Barranquilla, située sur la rive gauche de l’une des nombreuses ramifications du Rio-Magdalena, ne date que d’hier pour ainsi dire ; mais ses progrès ne peuvent être comparés qu’à ceux d’une ville des États-Unis, tant ils ont été rapides. On n’y voit de tous les côtés que des échafaudages, des briques et du mortier. Déjà le nombre de ses habitans, si l’on tient compte en même temps de la population flottante, est plus considérable que celui de Carthagène ; en outre, l’ancienne ville de Soledad, qui s’élève à quelques kilomètres en amont sur le bord du fleuve, peut être considérée comme un simple faubourg de Barranquilla, car les habitans vivent uniquement des industries diverses que leur procure le voisinage de la grande ville naissante. De tous les côtés, celle-ci projette dans la campagne ses rues tirées au cordeau et coupées à angles droits ; il faut cependant ajouter que la plupart de ces rues sont bordées de huttes et de jardins où se groupent le cocotier et la papaya[1], semblable à une herbe gigantesque.
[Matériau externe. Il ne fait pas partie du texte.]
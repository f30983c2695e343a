//! Core business logic for the account system.

use anyhow::Context;
use serde_json::Value;

use crate::auth::models::{ConnexionRequest, InscriptionRequest, TokenResponse};
use crate::database::models::{Credential, Document, UtilisateurPublic};
use crate::errors::{ServiceError, ServiceResult};
use crate::repositories::document_repository::DocumentRepository;
use crate::state::AppState;
use crate::validation::{self, FieldRules, PasswordPolicy, Rule};

/// Collection holding one credential document per account.
pub const COLLECTION: &str = "utilisateurs";

const COURRIEL_RULES: &[Rule] = &[Rule::NotEmpty, Rule::IsEmail];
const MDP_INSCRIPTION_RULES: &[Rule] = &[
    Rule::NotEmpty,
    Rule::Length { min: 8, max: 20 },
    Rule::StrongPassword(PasswordPolicy::DEFAULT),
];
const MDP_CONNEXION_RULES: &[Rule] = &[Rule::IsString, Rule::NotEmpty];

const INSCRIPTION_RULES: &[FieldRules] = &[
    FieldRules::required("courriel", COURRIEL_RULES),
    FieldRules::required("mdp", MDP_INSCRIPTION_RULES),
];
const CONNEXION_RULES: &[FieldRules] = &[
    FieldRules::required("courriel", COURRIEL_RULES),
    FieldRules::required("mdp", MDP_CONNEXION_RULES),
];

/// Account service handling registration, login, and account listing.
pub struct AuthService<'a> {
    state: &'a AppState,
}

impl<'a> AuthService<'a> {
    /// Create a new AuthService instance over the shared state.
    pub fn new(state: &'a AppState) -> Self {
        Self { state }
    }

    fn accounts(&self) -> DocumentRepository<'_> {
        DocumentRepository::new(&self.state.pool, COLLECTION)
    }

    /// Registers a new account and signs a token for it.
    ///
    /// The uniqueness check and the insert are two separate store operations
    /// with no isolation between them, so two concurrent registrations for
    /// the same email can both pass the check and both persist.
    ///
    /// # Arguments
    /// * `payload` - Raw request body, validated here before anything else
    ///
    /// # Returns
    /// * `ServiceResult<TokenResponse>` - A token for the new account
    pub async fn register(&self, payload: &Value) -> ServiceResult<TokenResponse> {
        let normalized = validation::validate(payload, INSCRIPTION_RULES)?;
        let request: InscriptionRequest = serde_json::from_value(normalized)
            .context("normalized inscription payload did not match its shape")?;

        let accounts = self.accounts();
        let existing = accounts.find_by_field("courriel", &request.courriel).await?;
        if !existing.is_empty() {
            return Err(ServiceError::EmailTaken);
        }

        let credential = Credential {
            courriel: request.courriel,
            mdp: self.state.hasher.hash(&request.mdp)?,
        };
        let document = accounts
            .insert(&serde_json::to_value(&credential).context("serialize credential")?)
            .await?;

        let token = self.state.tokens.issue(&document.id)?;
        Ok(TokenResponse { token })
    }

    /// Checks a password against the stored credential and signs a token.
    ///
    /// The unknown-email path still burns a hash verification so its timing
    /// stays comparable to the wrong-password path.
    pub async fn login(&self, payload: &Value) -> ServiceResult<TokenResponse> {
        let normalized = validation::validate(payload, CONNEXION_RULES)?;
        let request: ConnexionRequest = serde_json::from_value(normalized)
            .context("normalized connexion payload did not match its shape")?;

        let matches = self
            .accounts()
            .find_by_field("courriel", &request.courriel)
            .await?;
        let Some(document) = matches.into_iter().next() else {
            self.state.hasher.verify_fallback(&request.mdp);
            return Err(ServiceError::EmailNotFound);
        };

        let Document { id, data } = document;
        let credential: Credential =
            serde_json::from_value(data).context("stored credential is not readable")?;

        if !self.state.hasher.verify(&request.mdp, &credential.mdp)? {
            return Err(ServiceError::BadPassword);
        }

        let token = self.state.tokens.issue(&id)?;
        Ok(TokenResponse { token })
    }

    /// Lists every account, with the password hash redacted.
    pub async fn list_users(&self) -> ServiceResult<Vec<UtilisateurPublic>> {
        let documents = self.accounts().list_all().await?;

        let utilisateurs = documents
            .into_iter()
            .map(|document| {
                let credential: Credential = serde_json::from_value(document.data)
                    .context("stored credential is not readable")?;
                Ok(UtilisateurPublic {
                    id: document.id,
                    courriel: credential.courriel,
                })
            })
            .collect::<anyhow::Result<Vec<_>>>()?;

        Ok(utilisateurs)
    }
}
//! `?` support for [`Outcome`] on nightly (feature `try_trait`).
//!
//! With the feature enabled, `?` on an `Outcome` returns early with its
//! failure, converting the error through `From` the same way `?` does for
//! `Result`. A `Result` can also be propagated with `?` inside a function that
//! returns an `Outcome`.

use std::convert::Infallible;
use std::ops::{ControlFlow, FromResidual, Residual, Try};

use crate::Outcome;

impl<T, E> Try for Outcome<T, E> {
    type Output = T;
    type Residual = Outcome<Infallible, E>;

    #[inline]
    fn from_output(output: T) -> Self {
        Outcome::Success(output)
    }

    #[inline]
    fn branch(self) -> ControlFlow<Self::Residual, T> {
        match self {
            Outcome::Success(value) => ControlFlow::Continue(value),
            Outcome::Failure(error) => ControlFlow::Break(Outcome::Failure(error)),
        }
    }
}

impl<T, E> Residual<T> for Outcome<Infallible, E> {
    type TryType = Outcome<T, E>;
}

impl<T, E, F: From<E>> FromResidual<Outcome<Infallible, E>> for Outcome<T, F> {
    #[inline]
    fn from_residual(residual: Outcome<Infallible, E>) -> Self {
        match residual {
            Outcome::Failure(error) => Outcome::Failure(From::from(error)),
            Outcome::Success(never) => match never {},
        }
    }
}

impl<T, E, F: From<E>> FromResidual<Result<Infallible, E>> for Outcome<T, F> {
    #[inline]
    fn from_residual(residual: Result<Infallible, E>) -> Self {
        match residual {
            Err(error) => Outcome::Failure(From::from(error)),
            Ok(never) => match never {},
        }
    }
}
Les maisons en pierre et à péristyle s’élèvent toutes dans le voisinage du port et autour de la grande place. Quant à la plaine environnante, elle n’offre rien de pittoresque : le sol d’argile rouge, mêlée de veines de sable, en est peu fertile, si ce n’est dans les dépressions marécageuses.

L’importance de Barranquilla est due presque tout entière aux commerçans étrangers, anglais, américains, allemands, hollandais, qui s’y sont établis dans les dernières années : ils en ont fait le principal centre des échanges avec l’intérieur et le marché le plus considérable

  1. Carica papaya.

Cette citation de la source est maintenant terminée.